▸ TASK STATEMENT:
Within the listing below, please show every line carrying the string "stdout".

------------------------------------

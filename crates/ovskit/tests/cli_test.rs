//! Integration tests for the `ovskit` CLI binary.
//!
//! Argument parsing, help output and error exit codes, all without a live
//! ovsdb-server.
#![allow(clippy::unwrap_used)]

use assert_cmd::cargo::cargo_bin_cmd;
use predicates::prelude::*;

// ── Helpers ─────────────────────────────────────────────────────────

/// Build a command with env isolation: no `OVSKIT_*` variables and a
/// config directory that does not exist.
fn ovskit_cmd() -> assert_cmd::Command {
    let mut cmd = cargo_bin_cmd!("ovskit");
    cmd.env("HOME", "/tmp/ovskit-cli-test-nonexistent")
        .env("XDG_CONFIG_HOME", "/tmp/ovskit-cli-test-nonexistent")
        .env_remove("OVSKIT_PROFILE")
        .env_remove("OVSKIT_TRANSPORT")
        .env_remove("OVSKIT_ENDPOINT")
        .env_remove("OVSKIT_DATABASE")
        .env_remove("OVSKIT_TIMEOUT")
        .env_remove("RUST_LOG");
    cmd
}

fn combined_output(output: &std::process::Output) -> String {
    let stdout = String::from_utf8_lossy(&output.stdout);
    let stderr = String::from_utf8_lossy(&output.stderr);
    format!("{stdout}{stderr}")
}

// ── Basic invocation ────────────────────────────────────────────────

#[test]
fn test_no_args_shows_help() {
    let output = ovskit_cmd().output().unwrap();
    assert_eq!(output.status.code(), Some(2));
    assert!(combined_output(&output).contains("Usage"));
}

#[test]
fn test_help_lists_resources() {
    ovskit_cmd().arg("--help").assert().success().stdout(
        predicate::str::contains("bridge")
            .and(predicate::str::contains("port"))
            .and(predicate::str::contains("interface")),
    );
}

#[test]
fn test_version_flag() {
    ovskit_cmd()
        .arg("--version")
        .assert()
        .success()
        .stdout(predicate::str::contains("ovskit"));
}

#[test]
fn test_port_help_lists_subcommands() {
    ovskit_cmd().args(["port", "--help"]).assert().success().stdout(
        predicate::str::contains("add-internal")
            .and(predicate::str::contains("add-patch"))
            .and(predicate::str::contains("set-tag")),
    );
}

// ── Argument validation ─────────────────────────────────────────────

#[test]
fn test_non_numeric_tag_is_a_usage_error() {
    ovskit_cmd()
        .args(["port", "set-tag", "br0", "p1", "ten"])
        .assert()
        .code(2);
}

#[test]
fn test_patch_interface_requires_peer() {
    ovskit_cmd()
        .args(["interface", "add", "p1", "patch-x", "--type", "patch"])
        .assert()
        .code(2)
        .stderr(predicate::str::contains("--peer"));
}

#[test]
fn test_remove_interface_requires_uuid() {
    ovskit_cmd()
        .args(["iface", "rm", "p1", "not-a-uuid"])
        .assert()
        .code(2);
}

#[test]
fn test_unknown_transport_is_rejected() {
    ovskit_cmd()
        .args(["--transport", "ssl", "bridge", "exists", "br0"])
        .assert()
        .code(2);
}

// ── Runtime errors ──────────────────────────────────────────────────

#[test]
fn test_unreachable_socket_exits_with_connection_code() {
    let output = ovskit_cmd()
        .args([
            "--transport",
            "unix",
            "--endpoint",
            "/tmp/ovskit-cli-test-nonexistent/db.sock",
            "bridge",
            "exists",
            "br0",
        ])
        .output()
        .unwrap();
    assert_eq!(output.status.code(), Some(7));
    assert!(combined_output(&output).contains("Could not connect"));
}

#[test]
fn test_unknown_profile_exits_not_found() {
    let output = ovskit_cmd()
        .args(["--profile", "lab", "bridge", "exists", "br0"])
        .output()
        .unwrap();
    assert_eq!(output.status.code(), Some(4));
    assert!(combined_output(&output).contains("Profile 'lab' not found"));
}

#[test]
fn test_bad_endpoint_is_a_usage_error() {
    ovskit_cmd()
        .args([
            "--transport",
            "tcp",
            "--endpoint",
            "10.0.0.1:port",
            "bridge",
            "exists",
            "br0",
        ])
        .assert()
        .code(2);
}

------------------------------------

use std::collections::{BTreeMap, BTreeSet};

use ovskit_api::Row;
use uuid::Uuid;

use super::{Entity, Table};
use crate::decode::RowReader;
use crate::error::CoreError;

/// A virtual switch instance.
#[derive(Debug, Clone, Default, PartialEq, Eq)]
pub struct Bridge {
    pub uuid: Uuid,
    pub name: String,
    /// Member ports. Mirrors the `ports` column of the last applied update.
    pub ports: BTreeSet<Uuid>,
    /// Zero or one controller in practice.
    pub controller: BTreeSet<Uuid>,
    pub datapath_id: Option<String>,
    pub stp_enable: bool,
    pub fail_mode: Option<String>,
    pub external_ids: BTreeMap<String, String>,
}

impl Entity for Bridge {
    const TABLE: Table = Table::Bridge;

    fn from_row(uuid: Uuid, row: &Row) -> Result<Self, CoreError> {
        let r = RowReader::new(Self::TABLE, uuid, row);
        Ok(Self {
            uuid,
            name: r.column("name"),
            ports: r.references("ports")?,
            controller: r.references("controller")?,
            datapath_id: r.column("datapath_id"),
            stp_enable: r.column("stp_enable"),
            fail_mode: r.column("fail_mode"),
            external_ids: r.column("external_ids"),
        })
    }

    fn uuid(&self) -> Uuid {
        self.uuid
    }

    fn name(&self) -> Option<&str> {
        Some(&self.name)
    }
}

------------------------------------

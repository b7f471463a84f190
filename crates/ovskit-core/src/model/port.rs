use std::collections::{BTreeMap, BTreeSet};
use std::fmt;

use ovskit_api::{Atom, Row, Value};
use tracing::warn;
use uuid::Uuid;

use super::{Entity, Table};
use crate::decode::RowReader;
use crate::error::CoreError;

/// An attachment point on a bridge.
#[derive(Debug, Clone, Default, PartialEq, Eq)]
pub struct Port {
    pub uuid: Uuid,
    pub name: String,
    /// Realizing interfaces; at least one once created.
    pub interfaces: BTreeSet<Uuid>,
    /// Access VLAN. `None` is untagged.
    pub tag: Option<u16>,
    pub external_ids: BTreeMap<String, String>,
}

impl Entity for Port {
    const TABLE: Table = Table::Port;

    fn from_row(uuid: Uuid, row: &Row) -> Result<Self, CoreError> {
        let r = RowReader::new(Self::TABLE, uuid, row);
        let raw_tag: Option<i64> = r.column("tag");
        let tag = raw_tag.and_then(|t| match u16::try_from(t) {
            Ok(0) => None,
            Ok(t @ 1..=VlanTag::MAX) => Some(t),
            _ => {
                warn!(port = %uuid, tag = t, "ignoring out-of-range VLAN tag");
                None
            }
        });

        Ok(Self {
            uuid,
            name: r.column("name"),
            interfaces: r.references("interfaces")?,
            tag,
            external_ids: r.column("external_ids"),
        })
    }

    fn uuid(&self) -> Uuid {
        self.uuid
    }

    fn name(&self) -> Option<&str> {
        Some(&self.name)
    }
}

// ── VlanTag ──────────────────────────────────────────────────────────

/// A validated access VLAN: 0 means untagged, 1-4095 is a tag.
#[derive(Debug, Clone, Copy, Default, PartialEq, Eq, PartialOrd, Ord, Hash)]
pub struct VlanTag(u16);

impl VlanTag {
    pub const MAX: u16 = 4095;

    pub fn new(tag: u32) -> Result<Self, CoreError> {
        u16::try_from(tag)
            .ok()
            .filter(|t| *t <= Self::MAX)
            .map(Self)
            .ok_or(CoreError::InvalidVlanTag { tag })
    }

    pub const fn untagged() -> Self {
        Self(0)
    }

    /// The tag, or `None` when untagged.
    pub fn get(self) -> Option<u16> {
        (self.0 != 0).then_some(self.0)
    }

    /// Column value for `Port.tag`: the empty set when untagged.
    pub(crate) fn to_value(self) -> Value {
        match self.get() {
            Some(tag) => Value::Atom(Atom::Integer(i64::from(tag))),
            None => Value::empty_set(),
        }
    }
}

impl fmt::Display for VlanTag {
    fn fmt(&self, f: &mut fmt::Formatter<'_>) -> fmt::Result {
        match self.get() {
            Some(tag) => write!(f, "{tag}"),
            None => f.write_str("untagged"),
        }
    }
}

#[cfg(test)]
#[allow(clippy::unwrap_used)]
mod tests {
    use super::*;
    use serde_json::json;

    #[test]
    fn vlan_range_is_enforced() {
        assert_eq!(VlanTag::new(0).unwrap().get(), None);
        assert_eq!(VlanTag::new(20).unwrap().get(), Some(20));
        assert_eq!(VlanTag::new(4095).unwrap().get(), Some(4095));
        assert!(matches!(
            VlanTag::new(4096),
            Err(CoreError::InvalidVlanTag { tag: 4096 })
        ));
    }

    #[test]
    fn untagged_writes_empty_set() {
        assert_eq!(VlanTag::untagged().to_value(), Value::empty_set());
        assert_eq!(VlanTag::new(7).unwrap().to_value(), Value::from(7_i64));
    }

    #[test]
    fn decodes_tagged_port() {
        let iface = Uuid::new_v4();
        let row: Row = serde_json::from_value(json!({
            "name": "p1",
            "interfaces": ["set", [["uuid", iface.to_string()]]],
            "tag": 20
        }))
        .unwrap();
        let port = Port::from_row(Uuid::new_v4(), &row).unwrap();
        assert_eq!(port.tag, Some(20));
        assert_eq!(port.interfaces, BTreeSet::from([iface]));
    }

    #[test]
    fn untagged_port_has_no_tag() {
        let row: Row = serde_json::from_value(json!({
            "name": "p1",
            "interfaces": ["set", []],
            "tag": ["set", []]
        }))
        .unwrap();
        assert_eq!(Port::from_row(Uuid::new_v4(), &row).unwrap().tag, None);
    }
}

------------------------------------

▸ TASK RESPONSE:
    let stdout = String::from_utf8_lossy(&output.stdout);
    format!("{stdout}{stderr}")
    ovskit_cmd().arg("--help").assert().success().stdout(
        .stdout(predicate::str::contains("ovskit"));
    ovskit_cmd().args(["port", "--help"]).assert().success().stdout(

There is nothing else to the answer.